Солнце осветило кусты, и она выпрямилась, раскрасневшаяся, с
блестящими глазами. Тут что-то было! При нас она редко вспоминала отца. Но
каждый раз, когда она ласково говорила со мной, я знал, что она думала о
нем. Сестру она всегда любила...
На пароходе она все думала - поднимала брови, покачивала головой, -
должно быть, спорила с кем-то в уме. Я тоже думал и думал: мне
представлялось, с какой важностью и буду разгуливать по двору и вдруг
небрежно скажу что-нибудь, как будто всегда умел говорить. Заглядевшись на
воду, я задремал и до смерти испугала во сне: мне померещилось, что я
опять онемел.
- Мама, - сказал я шепотом.
Она молчала.
- Мама! - в ужасе заорал я.
Она обернулась.
Каким заброшенным, каким бедным показался мне наш двор, когда мы
вернулись! В этом году никто не позаботился о стоках, и грязная вода, в
которой плавали щепки, так и осталась стоять под каждым крыльцом.
Низенькие амбары еще больше покосились за зиму, в заборе образовались
такие дыры, через которые можно было въехать на телеге, за
Сковородниковыми была навалена гора вонючих костей, копыт и обрезков шкур.
Старик варил клей. Он сидел на том же табурете, в переднике, в очках,
примус стоял на плите, а на примусе - железная шайка, от которой так
страшно несло, что меня все время тошнило, пока я у него сидел.

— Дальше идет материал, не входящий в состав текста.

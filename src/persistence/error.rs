//! Persistence layer error types

use thiserror::Error;

use crate::domain::FederationError;

/// Errors that can occur in the catalog layer
#[derive(Debug, Error)]
pub enum PersistenceError {
    /// Database connection error
    #[error("Database connection error: {0}")]
    Connection(String),

    /// Duplicate entry
    #[error("Duplicate entry: {entity_type} '{name}' already exists")]
    Duplicate { entity_type: String, name: String },

    /// Item not found
    #[error("Item not found: {entity_type} '{identifier}'")]
    NotFound {
        entity_type: String,
        identifier: String,
    },

    /// Migration error
    #[error("Migration error: {0}")]
    Migration(String),

    /// A stored row that cannot be turned into a domain value
    #[error("Invalid row in {table}: {reason}")]
    InvalidRow { table: &'static str, reason: String },

    /// Database error from SQLx
    #[error("Database error: {0}")]
    Database(#[from] sqlx::Error),
}

impl From<PersistenceError> for FederationError {
    fn from(err: PersistenceError) -> Self {
        Self::Catalog(err.to_string())
    }
}

#[cfg(test)]
mod tests {
    use super::*;
    use crate::domain::ErrorKind;

    #[test]
    fn test_catalog_failures_surface_as_catalog_errors() {
        let err: FederationError = PersistenceError::Migration("checksum mismatch".into()).into();
        assert_eq!(err.kind(), ErrorKind::Catalog);
        assert!(err.to_string().contains("checksum mismatch"));
    }
}
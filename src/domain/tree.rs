//! Category → datasource catalog tree

use serde::Serialize;
use std::collections::HashMap;

use super::datasource::{DatasourceCategory, DatasourceConfig};

/// Categories order before datasources.
#[derive(Debug, Clone, Copy, PartialEq, Eq, PartialOrd, Ord, Serialize)]
#[serde(rename_all = "lowercase")]
pub enum NodeKind {
    Category,
    Datasource,
}

#[derive(Debug, Clone, Serialize)]
#[serde(rename_all = "camelCase")]
pub struct DatasourceTreeNode {
    pub id: String,
    pub label: String,
    #[serde(rename = "type")]
    pub kind: NodeKind,
    pub code: String,
    #[serde(skip_serializing_if = "Option::is_none")]
    pub sort_order: Option<i32>,
    #[serde(skip_serializing_if = "Option::is_none")]
    pub db_type: Option<String>,
    #[serde(skip_serializing_if = "Option::is_none")]
    pub description: Option<String>,
    pub children: Vec<DatasourceTreeNode>,
}

impl DatasourceTreeNode {
    fn category(category: &DatasourceCategory) -> Self {
        Self {
            id: format!("category_{}", category.id),
            label: category.name.clone(),
            kind: NodeKind::Category,
            code: category.code.clone(),
            sort_order: category.sort_order,
            db_type: None,
            description: category.description.clone(),
            children: Vec::new(),
        }
    }

    fn datasource(datasource: &DatasourceConfig) -> Self {
        Self {
            id: format!("datasource_{}", datasource.node_key()),
            label: datasource.name.clone(),
            kind: NodeKind::Datasource,
            code: datasource.code.clone(),
            sort_order: None,
            db_type: datasource
                .driver_kind()
                .ok()
                .map(|kind| kind.name().to_string()),
            description: datasource.description.clone(),
            children: Vec::new(),
        }
    }
}

/// Build the enabled part of the catalog as a forest rooted at parentless categories.
///
/// Datasources without a reachable category and categories whose parent is
/// missing or disabled are left out.
pub fn build_tree(
    categories: &[DatasourceCategory],
    datasources: &[DatasourceConfig],
) -> Vec<DatasourceTreeNode> {
    let mut sub_categories: HashMap<i64, Vec<&DatasourceCategory>> = HashMap::new();
    let mut roots = Vec::new();
    for category in categories.iter().filter(|c| c.enabled) {
        match category.parent_id {
            Some(parent) => sub_categories.entry(parent).or_default().push(category),
            None => roots.push(category),
        }
    }

    let mut members: HashMap<i64, Vec<&DatasourceConfig>> = HashMap::new();
    for datasource in datasources.iter().filter(|d| d.enabled) {
        if let Some(category_id) = datasource.category_id {
            members.entry(category_id).or_default().push(datasource);
        }
    }

    let mut tree: Vec<DatasourceTreeNode> = roots
        .into_iter()
        .map(|root| expand(root, &sub_categories, &members))
        .collect();
    sort_tree(&mut tree);
    tree
}

fn expand(
    category: &DatasourceCategory,
    sub_categories: &HashMap<i64, Vec<&DatasourceCategory>>,
    members: &HashMap<i64, Vec<&DatasourceConfig>>,
) -> DatasourceTreeNode {
    let mut node = DatasourceTreeNode::category(category);
    if let Some(children) = sub_categories.get(&category.id) {
        node.children.extend(
            children
                .iter()
                .map(|child| expand(child, sub_categories, members)),
        );
    }
    if let Some(datasources) = members.get(&category.id) {
        node.children
            .extend(datasources.iter().map(|d| DatasourceTreeNode::datasource(d)));
    }
    node
}

/// Stable recursive sort: kind, then sort order (missing last), then label.
pub fn sort_tree(nodes: &mut [DatasourceTreeNode]) {
    nodes.sort_by(|a, b| {
        a.kind
            .cmp(&b.kind)
            .then_with(|| {
                a.sort_order
                    .unwrap_or(i32::MAX)
                    .cmp(&b.sort_order.unwrap_or(i32::MAX))
            })
            .then_with(|| a.label.cmp(&b.label))
    });
    for node in nodes.iter_mut() {
        sort_tree(&mut node.children);
    }
}
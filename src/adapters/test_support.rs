//! Scripted backend used by executor tests

use async_trait::async_trait;
use secrecy::ExposeSecret;
use std::collections::HashMap;
use std::sync::atomic::{AtomicUsize, Ordering};
use std::sync::Mutex;
use std::time::Duration;

use crate::domain::query::millis;
use crate::domain::{
    BackendConnector, BackendOutcome, BackendRequest, ColumnMeta, Executed, FederationError,
    RowRecord, SqlValue,
};

#[derive(Debug, Clone)]
pub(crate) struct Script {
    delay: Duration,
    result: Result<BackendOutcome, String>,
}

impl Script {
    pub fn rows(columns: &[&str], values: Vec<Vec<SqlValue>>) -> Self {
        let rows = values
            .into_iter()
            .map(|cells| {
                let mut row = RowRecord::default();
                for (label, value) in columns.iter().zip(cells) {
                    row.push(*label, value);
                }
                row
            })
            .collect::<Vec<_>>();
        let columns = if rows.is_empty() {
            Vec::new()
        } else {
            columns
                .iter()
                .enumerate()
                .map(|(ordinal, name)| ColumnMeta {
                    name: name.to_string(),
                    type_name: "TEXT".to_string(),
                    ordinal,
                })
                .collect()
        };
        Self {
            delay: Duration::ZERO,
            result: Ok(BackendOutcome::Rows { columns, rows }),
        }
    }

    pub fn affected(count: u64) -> Self {
        Self {
            delay: Duration::ZERO,
            result: Ok(BackendOutcome::Affected(count)),
        }
    }

    pub fn fail(message: &str) -> Self {
        Self {
            delay: Duration::ZERO,
            result: Err(message.to_string()),
        }
    }

    pub fn delayed(mut self, delay: Duration) -> Self {
        self.delay = delay;
        self
    }
}

#[derive(Debug, Clone)]
pub(crate) struct Call {
    pub datasource: String,
    pub statement: String,
    pub timeout: Duration,
    pub max_rows: Option<u64>,
    pub password: Option<String>,
}

/// Answers per datasource code; unknown codes fail with a connection error.
#[derive(Default)]
pub(crate) struct ScriptedConnector {
    scripts: HashMap<String, Script>,
    calls: Mutex<Vec<Call>>,
    running: AtomicUsize,
    peak: AtomicUsize,
}

impl ScriptedConnector {
    pub fn with(mut self, code: &str, script: Script) -> Self {
        self.scripts.insert(code.to_string(), script);
        self
    }

    pub fn calls(&self) -> Vec<Call> {
        self.calls.lock().unwrap().clone()
    }

    pub fn called(&self, code: &str) -> bool {
        self.calls().iter().any(|call| call.datasource == code)
    }

    pub fn peak_concurrency(&self) -> usize {
        self.peak.load(Ordering::SeqCst)
    }
}

#[async_trait]
impl BackendConnector for ScriptedConnector {
    async fn execute(&self, request: BackendRequest<'_>) -> Result<Executed, FederationError> {
        self.calls.lock().unwrap().push(Call {
            datasource: request.datasource.to_string(),
            statement: request.statement.to_string(),
            timeout: request.timeout,
            max_rows: request.max_rows,
            password: request
                .target
                .password
                .as_ref()
                .map(|p| p.expose_secret().to_string()),
        });

        let now = self.running.fetch_add(1, Ordering::SeqCst) + 1;
        self.peak.fetch_max(now, Ordering::SeqCst);

        let script = self
            .scripts
            .get(request.datasource)
            .cloned()
            .unwrap_or_else(|| Script::fail("connection refused"));

        let result = if script.delay > request.timeout {
            tokio::time::sleep(request.timeout).await;
            Err(FederationError::TimeoutExceeded {
                timeout_ms: millis(request.timeout),
            })
        } else {
            tokio::time::sleep(script.delay).await;
            script
                .result
                .map(|outcome| Executed {
                    outcome,
                    elapsed: script.delay,
                })
                .map_err(FederationError::ConnectionFailure)
        };

        self.running.fetch_sub(1, Ordering::SeqCst);
        result
    }
}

- Все думают, что это обыкновенный клей, - сказал он мне, когда
полчаса спустя я запросился на свежий воздух, - а это клей универсальный.
Он все берет - Железо, стекло, даже кирпич, если найдется такой дурак,
чтобы кирпичи клеить. Я его изобрел. Мездровый клей Сковородникова. И чем
он крепче воняет, тем крепче берет.
Он недоверчиво посмотрел на меня поверх очков.
- Мездровый клей Сковородникова, - повторил он и вздохнул. - И занять
бы еще у кого-нибудь семь рублей на рекламу - отбою бы не было. Мужики
берут на рынке столярный клей сорок копеек фунт. Это как назвать? Грабеж.
Ну-ка, скажи что-нибудь!
Я сказал. Он одобрительно кивнул головой.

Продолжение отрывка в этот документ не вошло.